From Your Minister

Meg Riley
Quest For Meaning
Published in
4 min readJan 1, 2019

I believe that the CLF mission statement is a recipe for hope: We seek to cultivate wonder, imagination, and the courage to act. More specifically, I believe that this is the basic recipe for restoring hope when it is lost.

My observation comes from my own experience of almost three decades of ministry, in which I have been privileged to hear the struggles and triumphs of hundreds of other people’s lives. Wonder, imagination, and the courage to act — a three-legged stool designed to bring hope. No two legs of the stool will do, any more than we’d sit on a two-legged stool and expect not to fall.

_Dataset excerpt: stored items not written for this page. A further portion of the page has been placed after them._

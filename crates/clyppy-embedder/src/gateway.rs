//! Chat-gateway boundary.
//!
//! The pipeline never talks the gateway protocol itself. The hosting binary
//! adapts whatever client library it uses to [`Gateway`], and the
//! orchestrator stays testable against a mock.

use async_trait::async_trait;
use std::path::PathBuf;

use clyppy_models::limits::PUBLIC_URL_BASE;
use clyppy_models::Clip;

use crate::error::EmbedResult;

/// Permissions the bot holds in one channel.
#[derive(Debug, Clone, Copy, Default, PartialEq, Eq)]
pub struct ChannelPermissions {
    pub send_messages: bool,
    pub embed_links: bool,
    pub read_history: bool,
    pub send_in_threads: bool,
    pub attach_files: bool,
}

impl ChannelPermissions {
    pub fn all() -> Self {
        Self {
            send_messages: true,
            embed_links: true,
            read_history: true,
            send_in_threads: true,
            attach_files: true,
        }
    }

    /// Whether a quickembed reply can go out at all. Thread posts
    /// additionally need the thread-send bit.
    pub fn can_reply(&self, in_thread: bool) -> bool {
        self.send_messages
            && self.embed_links
            && self.read_history
            && (!in_thread || self.send_in_threads)
    }
}

/// A link button under the reply.
#[derive(Debug, Clone, PartialEq, Eq)]
pub struct ButtonLink {
    pub label: String,
    pub url: String,
}

impl ButtonLink {
    pub fn new(label: impl Into<String>, url: impl Into<String>) -> Self {
        Self {
            label: label.into(),
            url: url.into(),
        }
    }
}

/// One outgoing reply: text or an attached file, plus the button row.
#[derive(Debug, Clone, Default, PartialEq)]
pub struct Reply {
    pub text: String,
    pub file: Option<PathBuf>,
    pub buttons: Vec<ButtonLink>,
}

impl Reply {
    pub fn text(text: impl Into<String>) -> Self {
        Self {
            text: text.into(),
            ..Default::default()
        }
    }

    pub fn file(path: impl Into<PathBuf>) -> Self {
        Self {
            file: Some(path.into()),
            ..Default::default()
        }
    }

    pub fn with_buttons(mut self, buttons: Vec<ButtonLink>) -> Self {
        self.buttons = buttons;
        self
    }
}

/// The slice of the chat platform the pipeline consumes.
#[cfg_attr(test, mockall::automock)]
#[async_trait]
pub trait Gateway: Send + Sync {
    /// Permissions the bot holds in `channel_id`.
    async fn channel_permissions(&self, channel_id: u64) -> EmbedResult<ChannelPermissions>;

    /// Whether the channel is marked age-restricted.
    async fn is_nsfw_channel(&self, channel_id: u64) -> EmbedResult<bool>;

    /// Reply to a message. Returns the id of the new message.
    async fn reply(&self, channel_id: u64, message_id: u64, reply: Reply) -> EmbedResult<u64>;

    /// Plain channel send, used when the reply target is gone.
    async fn send(&self, channel_id: u64, reply: Reply) -> EmbedResult<u64>;

    /// Edit the deferred response of a slash interaction.
    async fn edit_deferred(
        &self,
        application_id: u64,
        interaction_token: &str,
        reply: Reply,
    ) -> EmbedResult<u64>;
}

/// Standard button row: the clip page, the platform source, and a direct
/// download link when the clip was rehosted on our CDN.
pub fn standard_buttons(clip: &Clip, cdn_url: Option<&str>) -> Vec<ButtonLink> {
    let mut buttons = vec![
        ButtonLink::new("Info", format!("{PUBLIC_URL_BASE}/{}", clip.clyppy_id)),
        ButtonLink::new(
            format!("View On {}", clip.service.display_name()),
            clip.view_url(),
        ),
    ];
    if let Some(url) = cdn_url {
        buttons.push(ButtonLink::new("Download", url));
    }
    buttons
}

The beat poet Diane Di Prima wrote: “The war that matters is the war against the imagination,” and goes on to describe real wars as failures of imagination. Decades later, in another depressing time in history, Adrienne Rich noted Di Prima’s words and then wrote: “Despair, when not the response to absolute physical and moral defeat is, like war, the failure of imagination.

When I am feeling despair, as I often do, about the wars being waged against so many people, communities, places, and ideas, I often feel a complete absence of imagination. Instead, I am filled with helpless rage and a sense that nothing I do will make a difference. For me, what helps most at these times when my own ability to act has disappeared is to connect with someone who used imagination in a situation with far fewer options than I have.

Our CLF members who are currently incarcerated often use their imaginations in ways that lift me from despair, as much as the ways they are mistreated fill me with it. These are people who need their imaginations to save their lives daily, because virtually nothing around them reflects humanity, love or compassion. One memorable piece I read was written by a UU in solitary confinement in response to an assignment in a CLF correspondence course about creating joy. The curriculum, designed by CLF friend and self-proclaimed minister of joy, Rev. Amanda Aikman, asked participants to use the colors of the rainbow to lift up practices that are shown to increase joy. The color green asked participants to align themselves with something living around them. This person, in solitary confinement, wrote that at first he thought that he was the only living thing in his cell. But then he realized there were some ants in the corner. He got down on the floor and studied them carefully for a long time, and observed that this practice did, in fact, bring him joy.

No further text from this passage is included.